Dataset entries
+ + + + +

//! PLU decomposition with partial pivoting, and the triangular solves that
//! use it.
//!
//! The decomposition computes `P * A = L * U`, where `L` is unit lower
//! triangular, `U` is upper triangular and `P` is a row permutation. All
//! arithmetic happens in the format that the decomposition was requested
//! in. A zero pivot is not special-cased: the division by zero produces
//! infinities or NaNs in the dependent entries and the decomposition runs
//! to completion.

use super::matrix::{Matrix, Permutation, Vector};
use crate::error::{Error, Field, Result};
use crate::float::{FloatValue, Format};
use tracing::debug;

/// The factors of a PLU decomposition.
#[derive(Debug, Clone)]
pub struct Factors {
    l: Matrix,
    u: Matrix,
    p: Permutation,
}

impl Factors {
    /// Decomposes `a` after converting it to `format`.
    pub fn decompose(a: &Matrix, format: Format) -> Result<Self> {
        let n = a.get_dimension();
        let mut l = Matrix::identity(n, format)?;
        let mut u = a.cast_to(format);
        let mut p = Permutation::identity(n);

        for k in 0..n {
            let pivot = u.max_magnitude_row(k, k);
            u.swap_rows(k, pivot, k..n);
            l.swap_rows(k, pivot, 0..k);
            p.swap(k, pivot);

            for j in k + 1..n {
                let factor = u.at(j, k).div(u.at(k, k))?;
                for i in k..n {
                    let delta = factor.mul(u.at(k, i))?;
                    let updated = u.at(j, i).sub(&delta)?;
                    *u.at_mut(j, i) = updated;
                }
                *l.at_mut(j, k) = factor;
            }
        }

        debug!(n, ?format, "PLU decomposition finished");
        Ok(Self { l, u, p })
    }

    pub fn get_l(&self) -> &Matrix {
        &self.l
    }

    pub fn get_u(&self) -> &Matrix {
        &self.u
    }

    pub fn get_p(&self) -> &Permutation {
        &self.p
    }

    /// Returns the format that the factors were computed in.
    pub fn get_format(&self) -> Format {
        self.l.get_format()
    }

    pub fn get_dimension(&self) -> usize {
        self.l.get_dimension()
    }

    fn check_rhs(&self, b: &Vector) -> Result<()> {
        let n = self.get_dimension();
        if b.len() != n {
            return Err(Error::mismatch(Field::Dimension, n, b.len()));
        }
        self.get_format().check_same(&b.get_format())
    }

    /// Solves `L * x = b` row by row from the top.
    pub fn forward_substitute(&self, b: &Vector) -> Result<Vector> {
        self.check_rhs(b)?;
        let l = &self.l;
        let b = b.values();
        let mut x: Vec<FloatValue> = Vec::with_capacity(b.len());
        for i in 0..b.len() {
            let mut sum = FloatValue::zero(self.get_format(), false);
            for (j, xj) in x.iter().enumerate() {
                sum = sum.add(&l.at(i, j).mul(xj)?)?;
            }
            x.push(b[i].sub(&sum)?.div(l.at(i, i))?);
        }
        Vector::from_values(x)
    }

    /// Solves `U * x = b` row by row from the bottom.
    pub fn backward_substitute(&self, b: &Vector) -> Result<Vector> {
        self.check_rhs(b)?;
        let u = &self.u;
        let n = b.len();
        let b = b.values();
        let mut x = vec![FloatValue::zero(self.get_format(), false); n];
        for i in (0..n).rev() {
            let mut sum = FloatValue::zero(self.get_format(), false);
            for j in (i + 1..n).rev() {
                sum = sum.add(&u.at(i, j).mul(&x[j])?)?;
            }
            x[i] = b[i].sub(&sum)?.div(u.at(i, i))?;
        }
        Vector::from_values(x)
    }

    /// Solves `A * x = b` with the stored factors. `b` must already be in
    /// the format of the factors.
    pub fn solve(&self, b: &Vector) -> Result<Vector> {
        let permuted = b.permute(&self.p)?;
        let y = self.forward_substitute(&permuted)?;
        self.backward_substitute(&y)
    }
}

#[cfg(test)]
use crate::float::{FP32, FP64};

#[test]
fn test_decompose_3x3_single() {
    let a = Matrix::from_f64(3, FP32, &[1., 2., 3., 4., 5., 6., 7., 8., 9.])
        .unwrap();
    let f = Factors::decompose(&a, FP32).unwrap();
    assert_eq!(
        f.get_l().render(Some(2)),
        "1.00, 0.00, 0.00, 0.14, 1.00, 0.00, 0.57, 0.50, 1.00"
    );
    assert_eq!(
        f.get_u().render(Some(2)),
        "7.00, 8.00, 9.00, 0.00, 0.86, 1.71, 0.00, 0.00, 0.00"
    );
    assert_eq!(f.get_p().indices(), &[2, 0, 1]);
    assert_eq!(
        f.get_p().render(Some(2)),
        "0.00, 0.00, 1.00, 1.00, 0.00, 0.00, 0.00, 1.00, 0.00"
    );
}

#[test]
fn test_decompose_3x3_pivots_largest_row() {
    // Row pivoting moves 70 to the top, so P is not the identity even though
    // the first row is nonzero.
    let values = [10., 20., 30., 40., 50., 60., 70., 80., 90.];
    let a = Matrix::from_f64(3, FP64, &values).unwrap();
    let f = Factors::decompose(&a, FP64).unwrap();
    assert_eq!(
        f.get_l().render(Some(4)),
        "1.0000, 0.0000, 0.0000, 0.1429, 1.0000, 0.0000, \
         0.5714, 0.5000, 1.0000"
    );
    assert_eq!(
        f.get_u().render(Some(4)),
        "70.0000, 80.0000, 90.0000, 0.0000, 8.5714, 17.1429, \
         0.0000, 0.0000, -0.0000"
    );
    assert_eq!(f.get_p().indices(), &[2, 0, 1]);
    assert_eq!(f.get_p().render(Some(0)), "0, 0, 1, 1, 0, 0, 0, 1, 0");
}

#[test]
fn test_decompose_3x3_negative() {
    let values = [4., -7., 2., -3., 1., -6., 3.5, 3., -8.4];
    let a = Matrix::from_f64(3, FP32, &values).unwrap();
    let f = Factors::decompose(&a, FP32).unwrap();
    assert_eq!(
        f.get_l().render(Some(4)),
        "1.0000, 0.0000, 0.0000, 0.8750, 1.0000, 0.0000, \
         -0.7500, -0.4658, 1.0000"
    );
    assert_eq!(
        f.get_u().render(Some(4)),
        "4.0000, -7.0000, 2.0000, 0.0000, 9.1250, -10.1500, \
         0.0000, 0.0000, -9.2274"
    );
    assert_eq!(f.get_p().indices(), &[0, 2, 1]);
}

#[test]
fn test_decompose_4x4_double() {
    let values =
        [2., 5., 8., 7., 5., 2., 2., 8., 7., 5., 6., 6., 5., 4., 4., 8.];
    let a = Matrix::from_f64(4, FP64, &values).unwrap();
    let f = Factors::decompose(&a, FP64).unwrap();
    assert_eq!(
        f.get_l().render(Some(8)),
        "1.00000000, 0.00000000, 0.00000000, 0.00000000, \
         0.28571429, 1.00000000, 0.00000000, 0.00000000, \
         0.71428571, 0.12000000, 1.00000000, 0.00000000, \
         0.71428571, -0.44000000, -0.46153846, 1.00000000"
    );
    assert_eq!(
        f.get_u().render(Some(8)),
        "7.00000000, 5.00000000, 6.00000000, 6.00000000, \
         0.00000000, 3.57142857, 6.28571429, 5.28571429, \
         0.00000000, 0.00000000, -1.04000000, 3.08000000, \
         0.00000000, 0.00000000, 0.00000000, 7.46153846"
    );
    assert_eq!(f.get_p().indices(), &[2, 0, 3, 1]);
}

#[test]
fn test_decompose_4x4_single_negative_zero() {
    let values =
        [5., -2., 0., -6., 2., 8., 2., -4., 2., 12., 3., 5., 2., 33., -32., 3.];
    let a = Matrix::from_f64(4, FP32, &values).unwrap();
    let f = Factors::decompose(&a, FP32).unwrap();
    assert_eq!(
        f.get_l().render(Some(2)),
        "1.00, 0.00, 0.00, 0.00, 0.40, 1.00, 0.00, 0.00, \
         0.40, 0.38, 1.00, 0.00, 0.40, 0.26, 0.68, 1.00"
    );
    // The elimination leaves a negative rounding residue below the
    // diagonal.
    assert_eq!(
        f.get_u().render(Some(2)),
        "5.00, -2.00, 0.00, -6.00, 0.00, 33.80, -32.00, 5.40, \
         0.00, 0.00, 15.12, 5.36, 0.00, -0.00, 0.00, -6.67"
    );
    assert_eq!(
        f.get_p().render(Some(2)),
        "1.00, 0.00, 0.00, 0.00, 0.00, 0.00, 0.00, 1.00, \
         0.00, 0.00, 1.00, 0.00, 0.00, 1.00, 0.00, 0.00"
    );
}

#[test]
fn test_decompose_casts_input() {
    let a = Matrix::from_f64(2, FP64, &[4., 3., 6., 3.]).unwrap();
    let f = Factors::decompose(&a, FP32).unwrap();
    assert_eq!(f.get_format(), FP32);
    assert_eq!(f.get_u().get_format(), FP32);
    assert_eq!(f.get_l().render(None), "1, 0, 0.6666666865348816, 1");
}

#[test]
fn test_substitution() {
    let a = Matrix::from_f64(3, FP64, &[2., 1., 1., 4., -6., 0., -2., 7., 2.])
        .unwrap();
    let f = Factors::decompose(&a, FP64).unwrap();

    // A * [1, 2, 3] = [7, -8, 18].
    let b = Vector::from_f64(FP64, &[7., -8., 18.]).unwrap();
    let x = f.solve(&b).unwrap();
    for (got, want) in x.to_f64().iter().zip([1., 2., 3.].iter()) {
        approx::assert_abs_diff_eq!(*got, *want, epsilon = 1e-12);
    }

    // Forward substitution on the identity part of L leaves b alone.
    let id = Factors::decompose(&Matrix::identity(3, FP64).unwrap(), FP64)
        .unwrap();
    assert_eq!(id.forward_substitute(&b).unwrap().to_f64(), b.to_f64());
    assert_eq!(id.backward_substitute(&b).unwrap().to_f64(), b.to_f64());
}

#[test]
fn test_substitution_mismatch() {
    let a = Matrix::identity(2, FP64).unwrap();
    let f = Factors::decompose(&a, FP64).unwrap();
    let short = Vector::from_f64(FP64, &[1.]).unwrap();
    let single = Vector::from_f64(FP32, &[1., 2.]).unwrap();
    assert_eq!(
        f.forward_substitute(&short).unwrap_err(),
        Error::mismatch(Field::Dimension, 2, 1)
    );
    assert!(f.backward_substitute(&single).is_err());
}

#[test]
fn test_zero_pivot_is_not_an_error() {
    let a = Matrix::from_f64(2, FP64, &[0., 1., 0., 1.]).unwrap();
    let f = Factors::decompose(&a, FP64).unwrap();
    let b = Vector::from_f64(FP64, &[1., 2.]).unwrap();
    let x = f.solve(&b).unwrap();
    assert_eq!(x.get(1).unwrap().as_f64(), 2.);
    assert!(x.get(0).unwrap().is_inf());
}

+ + + + +

Wherever the word "triangular" appears in a line of the data above, copy that line.

//! PLU decomposition with partial pivoting, and the triangular solves that
//! triangular, `U` is upper triangular and `P` is a row permutation. All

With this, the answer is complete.